Genetic profile for five common variants associated with age-related macular degeneration in densely affected families: a novel analytic approach

Abstract

About 40% of the genetic variance of age-related macular degeneration (AMD) can be explained by a common variation at five common single-nucleotide polymorphisms (SNPs). We evaluated the degree to which these known variants explain the clustering of AMD in a group of densely affected families. We sought to determine whether the actual number of risk alleles at the five variants in densely affected families matched the expected number. Using data from 322 families with AMD, we used a simulation strategy to generate comparison groups of families and determined whether their genetic profile at the known AMD risk loci differed from the observed genetic profile, given the density of disease observed. Overall, the genotypic loads for the five SNPs in the families did not deviate significantly from the genotypic loads predicted by the simulation. However, for a subset of densely affected families, the mean genotypic load in the families was significantly lower than the expected load determined from the simulation. Given that these densely affected families may harbor rare, more penetrant variants for AMD, linkage analyses and resequencing targeting these families may be an effective approach to finding additional implicated genes.

Figure 1

Estimated prevalence of advanced AMD cases as a function of genetic load. Using genotyping data from a case–control study of AMD, 36 risk categories were determined on the basis of genotypes at the five common risk loci. The estimated risk of developing advanced AMD for each of these risk categories was calculated. These risk categories are sorted by the estimated risk of advanced AMD. The table below the figure shows the specific genotypes for each bin. For CFH, the L/M/H designations correspond to low-, medium- and high-risk haplotypes. The LOC387715 L/H designation corresponds to low- and high-risk alleles. For C2/BF, the L or H designation corresponds to low- or high-risk genotypes.

Figure 2

Distribution of mean genotypic load among families. We calculated the mean familial genotypic load for individuals in the 65 families who have genotype and phenotype information available on all siblings and in the 257 families who did not have genotype and/or phenotype information available on all siblings. The number of individuals in each genotypic load category is shown here for the 65 (a) and 257 (b) families. There was no statistically significant difference between these two distributions (P=0.11, χ²-test).

Figure 3

Observed vs expected genotypic load among families. The mean genotypic load for each family was plotted against the mean genotypic load for a family of the same configuration, as determined by simulation. Each dot represents one family. Triangles mark the lower 2.5% confidence bound, whereas diamonds mark the upper 97.5% confidence bound. The slope of the line for the individual families' genotypic loads is 0.4594.

Figure 4

(a) Distribution of slopes for plots of mean genotypic load across all simulation families vs individual families' genotypic loads from each simulation subset of 322 families, by family configuration.

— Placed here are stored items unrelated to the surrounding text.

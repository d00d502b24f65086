//! Completion percentage for the pipeline progress bar.

use crate::stage::{Stage, resolve_stage};
use crate::types::{Analysis, AnalysisStatus, Enrichment, EnrichmentStatus};

const SUBMISSION_PCT: u8 = 10;
const ENRICHMENT_PENDING_PCT: u8 = 20;
const ENRICHMENT_FINISHED_PCT: u8 = 45;
const ENRICHMENT_APPROVED_PCT: u8 = 55;
const ANALYSIS_PENDING_PCT: u8 = 65;
const ANALYSIS_COMPLETED_PCT: u8 = 85;
const ANALYSIS_APPROVED_PCT: u8 = 95;
const COMPLETE_PCT: u8 = 100;

/// Map the pipeline state to a fixed percentage band in `[0, 100]`.
///
/// Monotonically non-decreasing along every valid forward transition, which
/// is what keeps the progress bar from jumping backwards. `Failed` and
/// `Unknown` statuses report the pending band of their stage so a retry
/// never shows regressed progress relative to entering that stage.
pub fn estimate_progress(enrichment: Option<&Enrichment>, analysis: Option<&Analysis>) -> u8 {
  match resolve_stage(enrichment, analysis) {
    Stage::Submission => SUBMISSION_PCT,
    Stage::Enrichment => match enrichment.map(|e| e.status) {
      Some(EnrichmentStatus::Finished) => ENRICHMENT_FINISHED_PCT,
      Some(EnrichmentStatus::Approved) => ENRICHMENT_APPROVED_PCT,
      // Pending, Failed, Unknown. None is unreachable at this stage but
      // keeps the match total.
      _ => ENRICHMENT_PENDING_PCT,
    },
    Stage::Analysis => match analysis.map(|a| a.status) {
      Some(AnalysisStatus::Completed) => ANALYSIS_COMPLETED_PCT,
      Some(AnalysisStatus::Approved) => ANALYSIS_APPROVED_PCT,
      // Pending, Failed, Unknown; Sent resolves to Complete above.
      _ => ANALYSIS_PENDING_PCT,
    },
    Stage::Complete => COMPLETE_PCT,
  }
}
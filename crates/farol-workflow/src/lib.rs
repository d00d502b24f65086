//! Farol Workflow
//!
//! Pure state derivation for the Farol analysis pipeline. A submission moves
//! through enrichment, analysis, review and delivery; this crate derives
//! everything the surrounding application needs to render that pipeline:
//!
//! - the coarse-grained [`Stage`] a submission is in,
//! - the single legal [`NextAction`] an admin can take,
//! - a monotonic completion percentage for progress bars,
//! - presentation labels keyed by the canonical enums.
//!
//! Every function here is total and side-effect free. Callers pass in
//! freshly fetched `Enrichment`/`Analysis` snapshots; identical inputs
//! always produce identical outputs. Staleness between two concurrent
//! admins is the persistence layer's problem, not ours.

mod action;
mod error;
pub mod labels;
mod progress;
mod stage;
mod types;

pub use action::{ActionKind, NextAction, resolve_next_action};
pub use error::StatusParseError;
pub use progress::estimate_progress;
pub use stage::{Stage, resolve_stage};
pub use types::{Analysis, AnalysisStatus, Enrichment, EnrichmentStatus, Submission};
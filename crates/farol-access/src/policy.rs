//! Static monetization policy for report framework sections.

use serde::{Deserialize, Serialize};

use crate::context::AccessContext;

/// How much of a framework section a non-paying client may see.
#[derive(Debug, Clone, Copy, PartialEq, Eq, Serialize, Deserialize)]
#[serde(rename_all = "snake_case")]
pub enum AccessLevel {
  /// Fully visible.
  Free,
  /// Only the declared preview fields are visible; the rest is blurred.
  Partial,
  /// Nothing visible.
  Locked,
}

/// Policy row for one framework section.
struct FrameworkPolicy {
  framework: &'static str,
  level: AccessLevel,
  /// Fields still shown when the level is `Partial`.
  preview_fields: &'static [&'static str],
}

/// One row per framework the report can contain. Frameworks absent from
/// this table are locked.
const POLICIES: &[FrameworkPolicy] = &[
  FrameworkPolicy {
    framework: "swot",
    level: AccessLevel::Free,
    preview_fields: &[],
  },
  FrameworkPolicy {
    framework: "pestel",
    level: AccessLevel::Partial,
    preview_fields: &["political", "economic"],
  },
  FrameworkPolicy {
    framework: "porter",
    level: AccessLevel::Partial,
    preview_fields: &["rivalry", "new_entrants"],
  },
  FrameworkPolicy {
    framework: "market_size",
    level: AccessLevel::Locked,
    preview_fields: &[],
  },
  FrameworkPolicy {
    framework: "okr",
    level: AccessLevel::Locked,
    preview_fields: &[],
  },
  FrameworkPolicy {
    framework: "blue_ocean",
    level: AccessLevel::Locked,
    preview_fields: &[],
  },
  FrameworkPolicy {
    framework: "vrio",
    level: AccessLevel::Locked,
    preview_fields: &[],
  },
  FrameworkPolicy {
    framework: "ansoff",
    level: AccessLevel::Locked,
    preview_fields: &[],
  },
];

fn policy_for(framework: &str) -> Option<&'static FrameworkPolicy> {
  POLICIES.iter().find(|p| p.framework == framework)
}

/// Access level for a framework section under the given caller context.
///
/// Admins and paying clients get `Free` unconditionally. Framework ids
/// without a policy row fail closed: default-open would leak premium
/// content the moment a new framework ships.
pub fn framework_access(framework: &str, ctx: &AccessContext) -> AccessLevel {
  if ctx.has_full_access() {
    return AccessLevel::Free;
  }

  match policy_for(framework) {
    Some(policy) => policy.level,
    None => {
      tracing::debug!(framework, "no access policy for framework, locking");
      AccessLevel::Locked
    }
  }
}

/// Whether a single field of a framework section is visible.
pub fn is_field_visible(framework: &str, field: &str, ctx: &AccessContext) -> bool {
  match framework_access(framework, ctx) {
    AccessLevel::Free => true,
    AccessLevel::Locked => false,
    AccessLevel::Partial => policy_for(framework)
      .map(|p| p.preview_fields.contains(&field))
      .unwrap_or(false),
  }
}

The arrow indicates the location of the slope from Figure 3 within the tail of this distribution. (b) Distribution of slopes for plots of mean genotypic load across all simulation families, in which the simulation included a rare, high-penetrance allele, vs genotypic loads from each simulation subset of 322 families, by family configuration. Please note the difference in the x axis scale between panels a and b. The distribution of values in panel b is shifted to values lower than that of panel a.